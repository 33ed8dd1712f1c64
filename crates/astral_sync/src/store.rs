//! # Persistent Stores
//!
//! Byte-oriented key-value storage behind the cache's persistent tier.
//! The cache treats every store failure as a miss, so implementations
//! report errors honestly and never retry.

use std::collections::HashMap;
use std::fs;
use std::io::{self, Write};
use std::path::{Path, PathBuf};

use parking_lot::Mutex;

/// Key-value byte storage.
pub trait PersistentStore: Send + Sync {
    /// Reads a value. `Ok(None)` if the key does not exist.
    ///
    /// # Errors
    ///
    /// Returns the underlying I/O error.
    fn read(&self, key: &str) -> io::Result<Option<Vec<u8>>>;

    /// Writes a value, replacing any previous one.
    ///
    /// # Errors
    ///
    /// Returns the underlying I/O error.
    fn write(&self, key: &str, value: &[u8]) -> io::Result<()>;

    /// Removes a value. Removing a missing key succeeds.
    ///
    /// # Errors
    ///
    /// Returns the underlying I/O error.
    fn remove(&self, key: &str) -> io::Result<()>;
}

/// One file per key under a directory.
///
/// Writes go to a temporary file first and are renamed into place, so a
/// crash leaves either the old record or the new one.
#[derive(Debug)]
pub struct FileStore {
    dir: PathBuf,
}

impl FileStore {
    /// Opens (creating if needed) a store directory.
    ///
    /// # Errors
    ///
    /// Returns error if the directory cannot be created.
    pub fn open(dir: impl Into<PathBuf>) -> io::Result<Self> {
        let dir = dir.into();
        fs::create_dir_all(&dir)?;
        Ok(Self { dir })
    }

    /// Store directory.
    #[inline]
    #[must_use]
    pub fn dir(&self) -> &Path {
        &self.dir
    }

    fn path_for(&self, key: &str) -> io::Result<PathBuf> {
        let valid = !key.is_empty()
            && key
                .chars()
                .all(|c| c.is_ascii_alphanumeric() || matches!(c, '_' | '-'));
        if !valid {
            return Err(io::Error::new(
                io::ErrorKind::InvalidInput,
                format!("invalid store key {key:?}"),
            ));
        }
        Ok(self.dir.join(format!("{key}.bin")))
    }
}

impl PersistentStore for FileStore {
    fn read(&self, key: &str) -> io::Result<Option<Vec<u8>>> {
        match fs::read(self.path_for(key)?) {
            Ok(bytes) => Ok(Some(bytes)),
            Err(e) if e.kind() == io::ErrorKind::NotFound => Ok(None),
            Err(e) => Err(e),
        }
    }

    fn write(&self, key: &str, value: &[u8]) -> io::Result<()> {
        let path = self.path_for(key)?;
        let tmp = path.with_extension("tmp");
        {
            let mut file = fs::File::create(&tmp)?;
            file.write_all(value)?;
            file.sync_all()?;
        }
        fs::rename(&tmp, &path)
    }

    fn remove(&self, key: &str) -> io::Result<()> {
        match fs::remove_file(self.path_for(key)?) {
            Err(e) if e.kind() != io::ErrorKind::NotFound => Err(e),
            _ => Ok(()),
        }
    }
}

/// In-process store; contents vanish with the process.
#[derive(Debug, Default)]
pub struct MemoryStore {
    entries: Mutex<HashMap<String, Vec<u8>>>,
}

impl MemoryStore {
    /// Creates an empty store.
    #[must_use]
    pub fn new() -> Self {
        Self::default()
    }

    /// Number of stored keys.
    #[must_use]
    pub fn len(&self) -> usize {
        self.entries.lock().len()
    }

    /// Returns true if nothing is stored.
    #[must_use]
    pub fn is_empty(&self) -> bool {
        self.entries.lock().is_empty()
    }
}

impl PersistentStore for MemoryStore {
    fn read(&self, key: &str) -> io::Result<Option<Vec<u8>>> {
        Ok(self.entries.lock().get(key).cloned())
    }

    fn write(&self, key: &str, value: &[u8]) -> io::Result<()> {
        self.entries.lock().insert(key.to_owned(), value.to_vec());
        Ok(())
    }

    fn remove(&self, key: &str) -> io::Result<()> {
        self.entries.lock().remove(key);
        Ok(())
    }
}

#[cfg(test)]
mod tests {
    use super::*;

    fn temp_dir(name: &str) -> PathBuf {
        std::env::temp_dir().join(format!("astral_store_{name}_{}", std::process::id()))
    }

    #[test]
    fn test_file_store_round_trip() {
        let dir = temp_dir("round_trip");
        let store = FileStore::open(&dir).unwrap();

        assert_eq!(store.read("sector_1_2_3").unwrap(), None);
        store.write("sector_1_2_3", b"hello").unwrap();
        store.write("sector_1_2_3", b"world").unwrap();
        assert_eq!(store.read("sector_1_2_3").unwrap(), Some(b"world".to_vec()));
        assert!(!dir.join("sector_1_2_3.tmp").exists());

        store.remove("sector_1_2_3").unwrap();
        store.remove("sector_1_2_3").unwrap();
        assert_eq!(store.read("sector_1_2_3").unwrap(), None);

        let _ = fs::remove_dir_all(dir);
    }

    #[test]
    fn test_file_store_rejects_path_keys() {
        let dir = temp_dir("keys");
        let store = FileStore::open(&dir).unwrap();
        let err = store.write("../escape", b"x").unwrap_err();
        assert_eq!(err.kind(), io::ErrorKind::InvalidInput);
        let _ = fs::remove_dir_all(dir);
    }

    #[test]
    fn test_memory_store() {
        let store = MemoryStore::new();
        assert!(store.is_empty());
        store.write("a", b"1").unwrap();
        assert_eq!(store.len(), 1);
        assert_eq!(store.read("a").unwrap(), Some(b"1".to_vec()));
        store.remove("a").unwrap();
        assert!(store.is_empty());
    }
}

### What you need to do
Find every line of the records holding "cache". Answer with the count alone.

### Output of the exercise
2